Posted: 9/9/2005 11:41:16 AM EDT
www.bloomberg.com/apps/news?pid=10000103&sid=aeUXbHzu7XHU&refer=us Bush Administration Wins Appeal in Jose Padilla Case (Update2)
Sept. 9 (Bloomberg) -- The Bush administration can indefinitely detain a U.S. citizen it determines to be an enemy combatant in the war on terrorism, a federal appeals court ruled.
A three-judge panel of the 4th U.S. Circuit Court of Appeals in Richmond, Virginia, unanimously ruled against Jose Padilla, the only U.S. citizen now held as an enemy combatant. Padilla, jailed for three years without a trial, fought against U.S. forces in Afghanistan and was recruited by al-Qaeda to carry out terrorist attacks inside the U.S., the administration says. Today's decision reverses a federal judge's ruling that he can't be held without trial.
``We conclude that the president does possess such authority,'' which was granted by Congress in the aftermath of the Sept. 11 attacks, the court said.
Padilla, a Muslim convert and former gang member, was arrested in Chicago's O'Hare International Airport in May 2002. He was designated an enemy combatant by President George W. Bush one month later and was sent to a Navy jail in South Carolina, where he remains. The Bush administration says such detentions are necessary to prevent terrorism in the U.S.
A federal judge ruled in March that the U.S. must charge Padilla with a crime or release him within 45 days. Attorney General Alberto Gonzales said at the time that the U.S. has the right to hold suspects in the war on terrorism ``for the duration of hostilities.''
The case is a test of the government's power to detain U.S. citizens without trial and will return to the Supreme Court, according to Andrew Patel, a lawyer for Padilla.
Appeal
``An appeal is certain,'' Patel said in an interview from his office in New York today. ``We think the appeals court decision is incorrect, and we think it is contrary to what the Supreme Court said'' in the case of Yaser Esam Hamdi.

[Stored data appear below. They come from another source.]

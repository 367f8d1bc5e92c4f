use crate::RequestId;

/// Side effects requested by `update`; executed by the platform layer.
#[derive(Debug, Clone, PartialEq, Eq)]
pub enum Effect {
    /// Post `message` to the chat endpoint. Exactly one per accepted submission.
    SendChat {
        request_id: RequestId,
        message: String,
    },
    /// Move keyboard focus to the input field.
    FocusInput,
}
use crate::{Effect, Msg, WidgetState};

/// Pure update function: applies a message to state and returns any effects.
pub fn update(mut state: WidgetState, msg: Msg) -> (WidgetState, Vec<Effect>) {
    let effects = match msg {
        Msg::ToggleClicked => {
            if state.toggle_open() {
                vec![Effect::FocusInput]
            } else {
                Vec::new()
            }
        }
        Msg::OpenRequested => {
            if !state.is_open() {
                state.toggle_open();
            }
            vec![Effect::FocusInput]
        }
        Msg::CloseClicked => {
            // The close control lives inside the widget, so it only ever closes.
            if state.is_open() {
                state.toggle_open();
            }
            Vec::new()
        }
        Msg::InputChanged(text) => {
            state.set_input(text);
            Vec::new()
        }
        Msg::EnterPressed { shift: true } => Vec::new(),
        Msg::EnterPressed { shift: false } | Msg::SendClicked => {
            let raw = state.input().to_owned();
            submit(&mut state, &raw)
        }
        Msg::MessageSubmitted(raw) => submit(&mut state, &raw),
        Msg::ReplyReceived {
            request_id,
            outcome,
        } => {
            // A reply for anything but the in-flight request is stale; drop it.
            state.finish_request(request_id, outcome);
            Vec::new()
        }
        Msg::Tick | Msg::NoOp => Vec::new(),
    };

    (state, effects)
}

fn submit(state: &mut WidgetState, raw: &str) -> Vec<Effect> {
    let message = raw.trim();
    if message.is_empty() || state.is_pending() {
        return Vec::new();
    }

    let request_id = state.begin_request(message);
    vec![
        Effect::SendChat {
            request_id,
            message: message.to_owned(),
        },
        Effect::FocusInput,
    ]
}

Hamdi, the only other U.S. citizen ever held as an enemy combatant, was released and flown to Saudi Arabia last year. The Supreme Court ruled 5-4 that Hamdi could challenge his detention in U.S. courts or before a ``neutral decisionmaker,'' including a military tribunal.
Carl Tobias, a professor of law at the University of Virginia in Richmond, said the success of an appeal by Padilla to the Supreme Court will hinge on whoever replaces retiring Justice Sandra Day O'Connor.
Swing Vote
If Judge John G. Roberts is confirmed as chief justice, ``he would likely vote'' to uphold presidential power as the late Chief Justice William Rehnquist did in the Hamdi case, making O'Connor's replacement the swing vote, Tobias said.
Bush initially nominated Roberts to replace O'Connor but then named him to become chief justice after Rehnquist died Sept. 3. Roberts's confirmation hearings before the Senate begin Sept. 12.
Today's appeals court opinion was written by Judge Michael Luttig, considered to be on Bush's shortlist of candidates to replace O'Connor.
Luttig wrote that, given the facts in the case, Padilla ``unquestionably'' qualifies as an enemy combatant and that the court could discern no difference between Padilla, a U.S. citizen arrested on U.S. soil, and Hamdi, a U.S. citizen captured by U.S. forces in Afghanistan.
``Padilla maintains that capture on a foreign battlefield was one of the `narrow circumstances' to which the plurality in Hamdi confined its opinion. We disagree,'' Luttig said. ``Padilla poses the same threat of returning to the battlefield as Hamdi,'' he said.
The American Civil Liberties Union said it is ``disappointed'' with today's decision.
``Contrary to the court's opinion, there is very little reason to believe that Congress either anticipated or endorsed the military detention of U.S. citizens arrested in the U.S.,'' the ACLU said in a statement. ``So long as the civilian courts are open and functioning, American citizens arrested in the U.S. are entitled to due process protections.''
The case is Padilla v. Hanft, 05-6396.